Week 10 Brainstorm - Zahra McKee
I thought both of these organizations, the Ovarian Psycos and Chicas Rockeras, were really inspiring because they are examples of women of color organizing for themselves and their communities. Particularly, Chicas Rockeras really stood out to me, as the creator Marin says in the Podcast episode Chicas Rockeras: Empowering Girls in Southeast Los Angeles Through Music, that she wishes she had something like it in Southeast Los Angeles when she was growing up. She continues saying “I was just thinking of all the other kids that I knew. I was thinking of my nieces, of all the other working class families where [other camps are] just not accessible for them” (0:46). This community-focused mindset not only helps these young girls learn music, but imagines and helps create a new future where young Chicana girls are encouraged to be bold, loud, and strong. As Jessica Schwartz puts it in Si se puede!: Chicas Rockeras and punk music education in South East Los Angeles, “Chicas Rockeras utilizes punk feminist pedagogy, with a mestiza consciousness, to remind students of their past and present power, and also give them a space for their affective empowerment musically” (1). The camp is also tailored specifically to these girls to help them see positive images of themselves through things like the bilingual theme song, affordable tuition, and little references to Chicana culture like the group names of “bidi bidis” and “bom boms”. The mission of the volunteers and employees of Chicas Rockeras is so pure and powerful. On the Chicas Rockeras website they say “eventually, we met that one family member, that one teacher, that one mentor, that one person that kept that spark alive. Now it’s our turn to be that cool tia, to share and encourage your voice through music” (About Us Page). These women embody Chicanafuturism by reimaging an alternative past for themselves and projecting it onto these girls to help them get ahead.
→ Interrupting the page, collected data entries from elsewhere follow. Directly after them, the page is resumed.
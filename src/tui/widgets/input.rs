//! Single-line text input with a cursor

use ratatui::{
    buffer::Buffer,
    layout::Rect,
    style::{Color, Style},
    text::{Line, Span},
    widgets::Widget,
};

/// Text field used for the amount and the comment. The cursor counts
/// characters, not bytes.
#[derive(Debug, Clone, Default)]
pub struct TextInput {
    content: String,
    cursor: usize,
    focused: bool,
    placeholder: String,
    label: String,
}

impl TextInput {
    pub fn new() -> Self {
        Self::default()
    }

    pub fn label(mut self, label: impl Into<String>) -> Self {
        self.label = label.into();
        self
    }

    pub fn placeholder(mut self, placeholder: impl Into<String>) -> Self {
        self.placeholder = placeholder.into();
        self
    }

    pub fn focused(mut self, focused: bool) -> Self {
        self.focused = focused;
        self
    }

    /// Replace the content and put the cursor at the end
    pub fn content(mut self, content: impl Into<String>) -> Self {
        self.content = content.into();
        self.cursor = self.char_count();
        self
    }

    fn char_count(&self) -> usize {
        self.content.chars().count()
    }

    fn byte_index(&self, char_index: usize) -> usize {
        self.content
            .char_indices()
            .nth(char_index)
            .map(|(i, _)| i)
            .unwrap_or(self.content.len())
    }

    pub fn insert(&mut self, c: char) {
        let at = self.byte_index(self.cursor);
        self.content.insert(at, c);
        self.cursor += 1;
    }

    /// Delete the character before the cursor
    pub fn backspace(&mut self) {
        if self.cursor > 0 {
            self.cursor -= 1;
            let at = self.byte_index(self.cursor);
            self.content.remove(at);
        }
    }

    /// Delete the character under the cursor
    pub fn delete(&mut self) {
        if self.cursor < self.char_count() {
            let at = self.byte_index(self.cursor);
            self.content.remove(at);
        }
    }

    pub fn move_left(&mut self) {
        self.cursor = self.cursor.saturating_sub(1);
    }

    pub fn move_right(&mut self) {
        if self.cursor < self.char_count() {
            self.cursor += 1;
        }
    }

    pub fn move_start(&mut self) {
        self.cursor = 0;
    }

    pub fn move_end(&mut self) {
        self.cursor = self.char_count();
    }

    pub fn clear(&mut self) {
        self.content.clear();
        self.cursor = 0;
    }

    pub fn value(&self) -> &str {
        &self.content
    }

    pub fn cursor(&self) -> usize {
        self.cursor
    }
}

impl Widget for &TextInput {
    fn render(self, area: Rect, buf: &mut Buffer) {
        let label_width = if self.label.is_empty() {
            0
        } else {
            self.label.chars().count() as u16 + 2
        };

        if label_width > 0 {
            let label_line = Line::from(vec![
                Span::styled(self.label.as_str(), Style::default().fg(Color::Cyan)),
                Span::raw(": "),
            ]);
            buf.set_line(area.x, area.y, &label_line, label_width.min(area.width));
        }

        let input_start = area.x + label_width;
        if input_start >= area.x + area.width {
            return;
        }

        let showing_placeholder = self.content.is_empty();
        let (text, style) = if showing_placeholder {
            (self.placeholder.as_str(), Style::default().fg(Color::DarkGray))
        } else {
            (self.content.as_str(), Style::default().fg(Color::White))
        };
        buf.set_string(input_start, area.y, text, style);

        if self.focused {
            let cursor_x = input_start + self.cursor as u16;
            if cursor_x < area.x + area.width {
                let under = if showing_placeholder {
                    ' '
                } else {
                    self.content.chars().nth(self.cursor).unwrap_or(' ')
                };
                buf.set_string(
                    cursor_x,
                    area.y,
                    under.to_string(),
                    Style::default().fg(Color::Black).bg(Color::Cyan),
                );
            }
        }
    }
}

#[cfg(test)]
mod tests {
    use super::*;

    #[test]
    fn test_editing() {
        let mut input = TextInput::new();
        for c in "12.5".chars() {
            input.insert(c);
        }
        input.move_left();
        input.backspace();
        assert_eq!(input.value(), "125");
        assert_eq!(input.cursor(), 2);

        input.move_start();
        input.delete();
        assert_eq!(input.value(), "25");

        input.move_end();
        input.insert('0');
        assert_eq!(input.value(), "250");

        input.clear();
        assert_eq!(input.value(), "");
        input.backspace();
        assert_eq!(input.cursor(), 0);
    }

    #[test]
    fn test_multibyte_characters() {
        let mut input = TextInput::new().content("café");
        assert_eq!(input.cursor(), 4);
        input.backspace();
        assert_eq!(input.value(), "caf");
        input.insert('é');
        input.move_left();
        input.insert('x');
        assert_eq!(input.value(), "cafxé");
    }

    #[test]
    fn test_render_label_and_placeholder() {
        let input = TextInput::new().label("Amount").placeholder("0.00");
        let area = Rect::new(0, 0, 20, 1);
        let mut buf = Buffer::empty(area);
        (&input).render(area, &mut buf);

        let rendered: String = (0..20u16).map(|x| buf[(x, 0)].symbol().to_string()).collect();
        assert!(rendered.starts_with("Amount: 0.00"));
    }
}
Ovarian Psycos too, is women organizing for themselves and for a better future. The group gets women in East LA together to ride bikes, but in doing so they speak out against issues in their community like stereotyping, domestic abuse, and sexual abuse. The group also provides a judgment-free zone for women to practice leadership. In the documentary, Andi Xoch, a founding member of the group, says “we could be leaders without feeling like we were bossy b*tches” (9:16). Additionally, the group practices Chela Sandoval’s resiliency ideas of redefining objects by reclaiming ovaries and other female anatomy parts as signs of power. In the documentary, Maylei Blackwell discusses the group, saying “What women are shamed by, or what they are often the victims of violence over, they claim as their own and put it upfront” (33:53). Additionally, the act of convivencia by bringing all these women together is itself a resiliency practice.